AIM OF THE EXERCISE:
Return, from the material below, each line in which "probs" occurs.

★ ★ ★ ★

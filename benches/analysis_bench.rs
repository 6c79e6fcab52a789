// Analysis benchmark - measure patch sampling and decision policy cost
//
// Run with: cargo bench --bench analysis_bench

use criterion::{black_box, criterion_group, criterion_main, BenchmarkId, Criterion};
use rand::rngs::StdRng;
use rand::SeedableRng;

use deepfake_common::FaceBox;
use deepfake_decision::{decide, DecisionThresholds};
use deepfake_patch_sampler::{sample, PatchSamplerConfig};

/// Synthetic frame with a gradient so resize work is not degenerate
fn gradient_image(width: u32, height: u32) -> image::RgbImage {
    image::RgbImage::from_fn(width, height, |x, y| {
        image::Rgb([(x % 256) as u8, (y % 256) as u8, ((x + y) % 256) as u8])
    })
}

fn bench_patch_sampling(c: &mut Criterion) {
    let mut group = c.benchmark_group("patch_sampling");
    let config = PatchSamplerConfig::default();

    // Source resolutions covering phone photos through 1080p frames
    let resolutions = vec![(640, 480, "640x480"), (1280, 720, "720p"), (1920, 1080, "1080p")];

    for (width, height, name) in resolutions {
        let image = gradient_image(width, height);
        let face = FaceBox {
            x1: width / 4,
            y1: height / 4,
            x2: width / 2,
            y2: height / 2,
        };

        group.bench_with_input(BenchmarkId::new("with_face", name), &image, |b, image| {
            b.iter(|| {
                let mut rng = StdRng::seed_from_u64(42);
                black_box(sample(image, &[face], &config, &mut rng))
            })
        });

        group.bench_with_input(BenchmarkId::new("grid_only", name), &image, |b, image| {
            b.iter(|| {
                let mut rng = StdRng::seed_from_u64(42);
                black_box(sample(image, &[], &config, &mut rng))
            })
        });
    }

    group.finish();
}

fn bench_decision_policy(c: &mut Criterion) {
    let mut group = c.benchmark_group("decision_policy");
    let thresholds = DecisionThresholds::default();

    // Probability set sizes: single face up to a long video's accumulation
    for size in [1usize, 16, 256, 4096] {
        let probs: Vec<f32> = (0..size).map(|i| (i % 100) as f32 / 100.0).collect();

        group.bench_with_input(BenchmarkId::from_parameter(size), &probs, |b, probs| {
            b.iter(|| black_box(decide(probs, &thresholds)))
        });
    }

    group.finish();
}

criterion_group!(benches, bench_patch_sampling, bench_decision_policy);
criterion_main!(benches);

★ ★ ★ ★

SOLUTION FOR THIS TASK:
        let probs: Vec<f32> = (0..size).map(|i| (i % 100) as f32 / 100.0).collect();
        group.bench_with_input(BenchmarkId::from_parameter(size), &probs, |b, probs| {
            b.iter(|| black_box(decide(probs, &thresholds)))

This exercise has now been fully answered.